Aim of the exercise:
Only lines below containing the string "iter" should be counted; please give that count by itself.

Supplied data:
#[cfg(test)]
mod tests {
    use super::*;

    fn two_displays() -> Vec<DisplayInfo> {
        vec![
            DisplayInfo::new(1, Rect::new(0.0, 0.0, 1920.0, 1080.0), true),
            // Sits to the right, top-aligned, taller than the primary.
            DisplayInfo::new(2, Rect::new(1920.0, 0.0, 1280.0, 1440.0), false),
        ]
    }

    fn set_with(backend: &HeadlessBackend) -> DisplaySurfaceSet {
        DisplaySurfaceSet::new(Box::new(backend.clone()))
    }

    #[test]
    fn test_rebuild_creates_one_surface_per_display() {
        let backend = HeadlessBackend::new();
        let mut set = set_with(&backend);
        assert_eq!(set.rebuild_for_current_topology(&two_displays()), 2);

        let live = backend.live();
        assert_eq!(live.len(), 2);
        assert!(live.iter().all(|r| r.config.click_through && r.config.transparent));
        assert!(live.iter().all(|r| r.config.level == SurfaceLevel::Overlay));
        assert_eq!(live[0].config.bounds, Rect::new(0.0, 0.0, 1920.0, 1080.0));
        assert_eq!(live[1].config.bounds, Rect::new(1920.0, -360.0, 1280.0, 1440.0));
        assert_eq!(live[1].config.native_bounds, Rect::new(1920.0, 0.0, 1280.0, 1440.0));
        assert_eq!(set.primary_height(), 1080.0);
    }

    #[test]
    fn test_rebuild_destroys_old_surfaces() {
        let backend = HeadlessBackend::new();
        let mut set = set_with(&backend);
        set.rebuild_for_current_topology(&two_displays());
        let first = set.generation();

        set.rebuild_for_current_topology(&two_displays()[..1]);
        assert_eq!(set.generation(), first + 1);
        assert_eq!(backend.records().len(), 3);
        assert_eq!(backend.live().len(), 1);
        assert_eq!(backend.live()[0].config.generation, first + 1);
    }

    #[test]
    fn test_refused_display_is_skipped() {
        let backend = HeadlessBackend::new();
        backend.refuse_display(2);
        let mut set = set_with(&backend);
        assert_eq!(set.rebuild_for_current_topology(&two_displays()), 1);
        assert_eq!(set.surfaces()[0].display_id(), 1);
    }

    #[test]
    fn test_hide_fades_then_keeps_surfaces() {
        let backend = HeadlessBackend::new();
        let mut set = set_with(&backend);
        set.rebuild_for_current_topology(&two_displays());

        set.show(Timestamp::ZERO, Duration::from_millis(100));
        assert!(set.is_visible());
        assert!(set.advance(Timestamp::from_millis(50)));
        assert!(set.opacity() > 0.5 && set.opacity() < 1.0);
        assert!(!set.advance(Timestamp::from_millis(100)));
        assert_eq!(set.opacity(), 1.0);

        set.hide(Timestamp::from_millis(200), Duration::from_millis(100));
        assert!(set.advance(Timestamp::from_millis(250)));
        assert!(set.is_visible());
        assert!(!set.advance(Timestamp::from_millis(300)));
        assert!(!set.is_visible());
        assert_eq!(set.opacity(), 0.0);

        let live = backend.live();
        assert_eq!(live.len(), 2);
        assert!(live.iter().all(|r| !r.visible && r.opacity == 0.0));
    }

    #[test]
    fn test_zero_duration_hide_is_immediate() {
        let backend = HeadlessBackend::new();
        let mut set = set_with(&backend);
        set.rebuild_for_current_topology(&two_displays());
        set.show(Timestamp::ZERO, Duration::ZERO);
        assert_eq!(set.opacity(), 1.0);
        set.hide(Timestamp::ZERO, Duration::ZERO);
        assert!(!set.is_visible());
        assert!(!set.is_fading());
    }

    #[test]
    fn test_paint_dirty_only_while_visible() {
        let backend = HeadlessBackend::new();
        let mut set = set_with(&backend);
        set.rebuild_for_current_topology(&two_displays());

        assert_eq!(set.paint_dirty(|_| Frame::new()), 0);
        set.show(Timestamp::ZERO, Duration::ZERO);
        assert_eq!(set.paint_dirty(|_| Frame::new()), 2);
        assert_eq!(set.paint_dirty(|_| Frame::new()), 0);

        set.request_repaint(1);
        set.request_repaint(7);
        assert!(set.surfaces()[1].is_dirty());
        assert!(!set.surfaces()[0].is_dirty());
        assert_eq!(set.paint_dirty(|_| Frame::new()), 1);
        assert_eq!(backend.live()[1].presents, 2);
    }

    #[test]
    fn test_new_surfaces_inherit_visibility() {
        let backend = HeadlessBackend::new();
        let mut set = set_with(&backend);
        set.rebuild_for_current_topology(&two_displays());
        set.show(Timestamp::ZERO, Duration::ZERO);
        set.rebuild_for_current_topology(&two_displays());
        assert!(backend.live().iter().all(|r| r.visible && r.opacity == 1.0));
    }

    #[test]
    fn test_pump_reaches_backend() {
        let backend = HeadlessBackend::new();
        let mut set = set_with(&backend);
        set.pump();
        set.pump();
        assert_eq!(backend.pumps(), 2);
        assert_eq!(set.pump_interval(), None);
    }

    #[test]
    fn test_native_backend_builds_or_declines() {
        // Test threads are never the macOS main thread and CI often has no
        // X server; both must surface as NotSupported, not a crash.
        match native_backend() {
            Ok(_) | Err(Error::NotSupported(_)) => {}
            Err(other) => panic!("unexpected native backend error: {other:?}"),
        }
    }

    #[test]
    fn test_fading_out() {
        let backend = HeadlessBackend::new();
        let mut set = set_with(&backend);
        set.rebuild_for_current_topology(&two_displays());
        set.show(Timestamp::ZERO, Duration::from_millis(100));
        assert!(set.is_fading() && !set.is_fading_out());
        set.hide(Timestamp::from_millis(100), Duration::from_millis(100));
        assert!(set.is_fading_out());
    }

    #[test]
    fn test_surface_at() {
        let backend = HeadlessBackend::new();
        let mut set = set_with(&backend);
        set.rebuild_for_current_topology(&two_displays());
        assert_eq!(set.surface_at(Point::new(10.0, 10.0)), Some(0));
        assert_eq!(set.surface_at(Point::new(2000.0, -100.0)), Some(1));
        assert_eq!(set.surface_at(Point::new(-5.0, 10.0)), None);
    }
}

Response below:
4